Miguel A. Zapata pertenece a esa insigne estirpe de escritores que han extraviado un manuscrito. El suyo no se quedó olvidado en el asiento de un tren o en el banco de un parque, sino que fue devorado por un virus informático. Después de cuatro años esquilmando la memoria, el texto ha visto la luz en la editorial Talentura como Voces para un tímpano muerto.

Hablamos, pues, de una reencarnación literaria, un producto de ultratumba. Es lógico que el redactor de la contraportada se refiera a estas piezas narrativas no como microrrelatos sino como «osario de gritos», «un manual de espejismos» o «trastornos oníricos». Es posible que sortee la etiqueta de microrrelato para evitar la excesiva cercanía con un género que, en su peor versión, se convierte a veces en un complaciente laboratorio de ideas para escritores primerizos.

Si era esa su aprensión, puede estar tranquilo: Voces para un tímpano muerto, al margen de etiquetas, no es un libro al alcance de cualquiera.
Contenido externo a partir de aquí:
//! Conversation registry
//!
//! Owns every conversation: its chat metadata, its ordered messages and its
//! AI state machine. Lookups are always by explicit conversation id; the
//! "current" pointer is only a view selector.

use crate::state_machine::AiStateMachine;
use crate::store::MessageStore;
use chrono::{DateTime, Utc};
use serde::{Deserialize, Serialize};
use std::collections::{HashMap, HashSet};

const TITLE_MAX_CHARS: usize = 50;
const UNTITLED: &str = "New Chat";

/// Conversation metadata as shared with the backend
#[derive(Debug, Clone, PartialEq, Eq, Serialize, Deserialize)]
#[serde(rename_all = "camelCase")]
pub struct Chat {
    pub id: String,
    pub title: String,
    #[serde(default = "Utc::now")]
    pub created_at: DateTime<Utc>,
}

impl Chat {
    pub fn from_prompt(prompt: &str) -> Self {
        Self {
            id: uuid::Uuid::new_v4().to_string(),
            title: derive_title(prompt),
            created_at: Utc::now(),
        }
    }
}

/// Title for a conversation started by `prompt`
pub fn derive_title(prompt: &str) -> String {
    let prompt = prompt.trim();
    if prompt.is_empty() {
        return UNTITLED.to_string();
    }
    let mut chars = prompt.chars();
    let mut title: String = chars.by_ref().take(TITLE_MAX_CHARS).collect();
    if chars.next().is_some() {
        title.push_str("...");
    }
    title
}

#[derive(Debug, Clone)]
pub struct Conversation {
    pub chat: Chat,
    pub messages: MessageStore,
    pub ai: AiStateMachine,
}

impl Conversation {
    pub fn new(chat: Chat) -> Self {
        let ai = AiStateMachine::new(chat.id.clone());
        Self {
            chat,
            messages: MessageStore::new(),
            ai,
        }
    }
}

#[derive(Debug, Default)]
pub struct ConversationRegistry {
    conversations: HashMap<String, Conversation>,
    /// Newest first
    order: Vec<String>,
    current: Option<String>,
    /// Ids deleted locally; never registered again
    removed: HashSet<String>,
}

impl ConversationRegistry {
    pub fn new() -> Self {
        Self::default()
    }

    /// Register a conversation at the front of the listing. An existing
    /// entry with the same id is replaced in place.
    pub fn insert(&mut self, conversation: Conversation) {
        let id = conversation.chat.id.clone();
        if self.conversations.insert(id.clone(), conversation).is_none() {
            self.order.insert(0, id);
        }
    }

    /// Register a conversation at the back of the listing. Ids that were
    /// removed earlier are refused.
    pub fn push_back(&mut self, conversation: Conversation) -> bool {
        let id = conversation.chat.id.clone();
        if self.was_removed(&id) {
            return false;
        }
        if self.conversations.insert(id.clone(), conversation).is_none() {
            self.order.push(id);
        }
        true
    }

    pub fn was_removed(&self, id: &str) -> bool {
        self.removed.contains(id)
    }

    pub fn get(&self, id: &str) -> Option<&Conversation> {
        self.conversations.get(id)
    }

    pub fn get_mut(&mut self, id: &str) -> Option<&mut Conversation> {
        self.conversations.get_mut(id)
    }

    pub fn contains(&self, id: &str) -> bool {
        self.conversations.contains_key(id)
    }

    /// Remove a conversation; clears the current pointer if it pointed here
    pub fn remove(&mut self, id: &str) -> Option<Conversation> {
        let removed = self.conversations.remove(id)?;
        self.removed.insert(id.to_string());
        self.order.retain(|existing| existing != id);
        if self.current.as_deref() == Some(id) {
            self.current = None;
        }
        Some(removed)
    }

    /// Point the view at `id`. Returns false for unknown ids.
    pub fn select(&mut self, id: &str) -> bool {
        if !self.contains(id) {
            return false;
        }
        self.current = Some(id.to_string());
        true
    }

    pub fn current_id(&self) -> Option<&str> {
        self.current.as_deref()
    }

    pub fn current(&self) -> Option<&Conversation> {
        self.current.as_deref().and_then(|id| self.get(id))
    }

    pub fn rename(&mut self, id: &str, title: &str) -> bool {
        let title = title.trim();
        if title.is_empty() {
            return false;
        }
        match self.get_mut(id) {
            Some(conversation) => {
                conversation.chat.title = title.to_string();
                true
            }
            None => false,
        }
    }

    /// Chats in listing order
    pub fn chats(&self) -> Vec<Chat> {
        self.iter().map(|c| c.chat.clone()).collect()
    }

    pub fn iter(&self) -> impl Iterator<Item = &Conversation> {
        self.order.iter().filter_map(|id| self.conversations.get(id))
    }

    /// Id of the conversation holding `message_id`
    pub fn find_message_owner(&self, message_id: &str) -> Option<&str> {
        self.iter()
            .find(|c| c.messages.contains(message_id))
            .map(|c| c.chat.id.as_str())
    }

    pub fn count(&self) -> usize {
        self.conversations.len()
    }
}
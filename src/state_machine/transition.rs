//! The per-conversation state machine
//!
//! `transition` is deliberately permissive: it sets whatever state it is
//! given. Which transitions make sense is decided by the studio, which is
//! the only caller. The machine itself only guarantees that error detail
//! is present exactly when the state is `Error`.

use super::AiState;

const ERROR_FALLBACK_TEXT: &str = "Error occurred";

#[derive(Debug, Clone)]
pub struct AiStateMachine {
    conversation_id: String,
    state: AiState,
    error: Option<String>,
}

impl AiStateMachine {
    pub fn new(conversation_id: impl Into<String>) -> Self {
        Self {
            conversation_id: conversation_id.into(),
            state: AiState::Idle,
            error: None,
        }
    }

    /// Set the state. Detail is kept only when moving to `Error`.
    pub fn transition(&mut self, state: AiState, detail: Option<String>) {
        let old = self.state;
        self.state = state;
        self.error = if state == AiState::Error { detail } else { None };

        tracing::debug!(
            conv_id = %self.conversation_id,
            from = %old,
            to = %state,
            detail = ?self.error,
            "AI state transition"
        );
    }

    pub fn conversation_id(&self) -> &str {
        &self.conversation_id
    }

    pub fn current(&self) -> AiState {
        self.state
    }

    pub fn error(&self) -> Option<&str> {
        self.error.as_deref()
    }

    /// Leave the error branch: drops the detail and, if the machine is in
    /// `Error`, returns it to `Idle`. Other states are left alone.
    pub fn clear_error(&mut self) {
        self.error = None;
        if self.state == AiState::Error {
            self.transition(AiState::Idle, None);
        }
    }

    pub fn is_processing(&self) -> bool {
        self.state.is_processing()
    }

    /// Short user-facing description of the current state
    pub fn status_text(&self) -> Option<String> {
        let text = match self.state {
            AiState::Idle => return None,
            AiState::GeneratingCode => "Generating code...",
            AiState::CodeComplete => "Code ready",
            AiState::GeneratingVideo => "Rendering video...",
            AiState::VideoComplete => "Video ready",
            AiState::Error => self.error.as_deref().unwrap_or(ERROR_FALLBACK_TEXT),
        };
        Some(text.to_string())
    }
}
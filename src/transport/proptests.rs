//! Property tests for the event parser
//!
//! However the body is cut into network chunks, the parser must produce
//! the same events in the same order.

use super::parser::{EventParser, StreamEvent};
use proptest::prelude::*;

fn encode(payloads: &[String], message_id: &str) -> Vec<u8> {
    let mut body = String::new();
    for data in payloads {
        let record = serde_json::json!({
            "type": "code_chunk",
            "data": data,
            "message_id": message_id,
        });
        body.push_str("data: ");
        body.push_str(&record.to_string());
        body.push('\n');
    }
    body.push_str("data: {\"type\":\"completed\",\"data\":\"\",\"message_id\":\"");
    body.push_str(message_id);
    body.push_str("\"}\n");
    body.into_bytes()
}

/// Cut `bytes` at the given (sorted, deduplicated) offsets
fn split_at_offsets(bytes: &[u8], mut cuts: Vec<usize>) -> Vec<&[u8]> {
    cuts.retain(|c| *c > 0 && *c < bytes.len());
    cuts.sort_unstable();
    cuts.dedup();

    let mut pieces = Vec::new();
    let mut start = 0;
    for cut in cuts {
        pieces.push(&bytes[start..cut]);
        start = cut;
    }
    pieces.push(&bytes[start..]);
    pieces
}

fn arb_payload() -> impl Strategy<Value = String> {
    // Mix ASCII code, newlines and multi-byte characters
    prop_oneof![
        "[a-zA-Z0-9_ ()=:.]{0,24}",
        Just("\n".to_string()),
        Just("    self.play(Create(circle))\n".to_string()),
        "[αβγπ∑√ñé]{1,6}",
        Just("🎬🔵".to_string()),
    ]
}

proptest! {
    #[test]
    fn chunk_boundaries_do_not_change_result(
        payloads in proptest::collection::vec(arb_payload(), 0..12),
        cuts in proptest::collection::vec(0usize..2048, 0..16),
    ) {
        let body = encode(&payloads, "m1");
        let mut parser = EventParser::new();
        let mut events = Vec::new();

        for piece in split_at_offsets(&body, cuts) {
            parser.push(piece);
            while let Some(event) = parser.next_event() {
                events.push(event);
            }
        }

        let (terminal, chunks) = events.split_last().expect("completed event");
        prop_assert!(terminal.is_terminal());

        let code: String = chunks
            .iter()
            .map(|event| match event {
                StreamEvent::CodeChunk { data, .. } => data.as_str(),
                other => panic!("unexpected event {other:?}"),
            })
            .collect();
        prop_assert_eq!(code, payloads.concat());
        prop_assert_eq!(parser.skipped(), 0);
    }

    #[test]
    fn garbage_lines_are_skipped_not_fatal(
        garbage in proptest::collection::vec("[^\n]{1,40}", 1..6),
    ) {
        let mut parser = EventParser::new();
        for line in &garbage {
            parser.push(b"data: ");
            parser.push(line.as_bytes());
            parser.push(b"\n");
        }
        parser.push(b"data: {\"type\":\"code_chunk\",\"data\":\"ok\",\"message_id\":\"m1\"}\n");

        let mut last = None;
        while let Some(event) = parser.next_event() {
            last = Some(event);
        }
        prop_assert_eq!(
            last,
            Some(StreamEvent::CodeChunk { data: "ok".to_string(), message_id: "m1".to_string() })
        );
    }
}
//! Manim Studio - streaming code generation orchestrator
//!
//! Submits prompts to a generation backend, streams generated animation
//! code back into per-conversation message lists, and tracks each
//! conversation's AI state through code generation and video rendering.

mod api;
mod backend;
mod config;
mod registry;
mod session;
mod state_machine;
mod store;
mod studio;
mod transport;

use api::{create_router, AppState};
use backend::HttpChatBackend;
use config::StudioConfig;
use std::net::SocketAddr;
use std::sync::Arc;
use studio::Studio;
use tower_http::{
    cors::{Any, CorsLayer},
    trace::TraceLayer,
};
use tracing_subscriber::{layer::SubscriberExt, util::SubscriberInitExt};
use transport::HttpStreamSource;

#[tokio::main]
async fn main() -> Result<(), Box<dyn std::error::Error>> {
    // Initialize logging
    tracing_subscriber::registry()
        .with(
            tracing_subscriber::EnvFilter::try_from_default_env()
                .unwrap_or_else(|_| "manim_studio=info,tower_http=debug".into()),
        )
        .with(
            tracing_subscriber::fmt::layer()
                .json()
                .with_current_span(false)
                .with_span_list(false),
        )
        .init();

    // Configuration
    let config = StudioConfig::from_env()?;
    tracing::info!(
        backend = %config.backend_url,
        port = config.port,
        idle_timeout = ?config.stream_idle_timeout,
        "Configuration loaded"
    );

    let source = HttpStreamSource::new(&config.backend_url, config.connect_timeout)?;
    let backend = HttpChatBackend::new(&config.backend_url, config.connect_timeout)?;
    let studio = Studio::new(Arc::new(source), Arc::new(backend), &config);

    // Best effort: the studio works without history
    if !studio.refresh().await {
        tracing::warn!("Starting without conversation history");
    }

    // Create router
    let cors = CorsLayer::new()
        .allow_origin(Any)
        .allow_methods(Any)
        .allow_headers(Any);

    let app = create_router(AppState::new(studio.clone()))
        .layer(cors)
        .layer(TraceLayer::new_for_http());

    // Start server
    let addr = SocketAddr::from(([0, 0, 0, 0], config.port));
    tracing::info!("Manim Studio listening on {}", addr);

    let listener = tokio::net::TcpListener::bind(addr).await?;
    axum::serve(listener, app)
        .with_graceful_shutdown(async {
            if let Err(e) = tokio::signal::ctrl_c().await {
                tracing::error!(error = %e, "Failed to listen for shutdown signal");
            }
        })
        .await?;

    studio.shutdown();
    Ok(())
}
Diré más: es una obra solo al alcance de los mejores escritores. Y además no es un libro concebido para complacer al lector, sino para perturbarle.

Voces para un tímpano muerto está habitado por valiosas narraciones breves compuestas en modalidad monológica (dependen de una sola voz: la del narrador, sin la intervención directa de los personajes). O quizá habría que hablar de varias voces, coautoras de una fantasía turbulenta (ataúdes, enterramientos, coleccionismo de pies), que suelen partir de peripecias domésticas, familiares o de pareja.

En la obra de los buenos cuentistas solo pueden resonar las voces de otros grandes. En Zapata escucho los ecos de Cortázar, Borges o Rabelais. Y también, por qué no, el espíritu del manuscrito malogrado por el virus que, como le ocurre a uno de los personajes del libro, se manifiesta arañando el ataúd (en este caso las páginas del libro) desde dentro.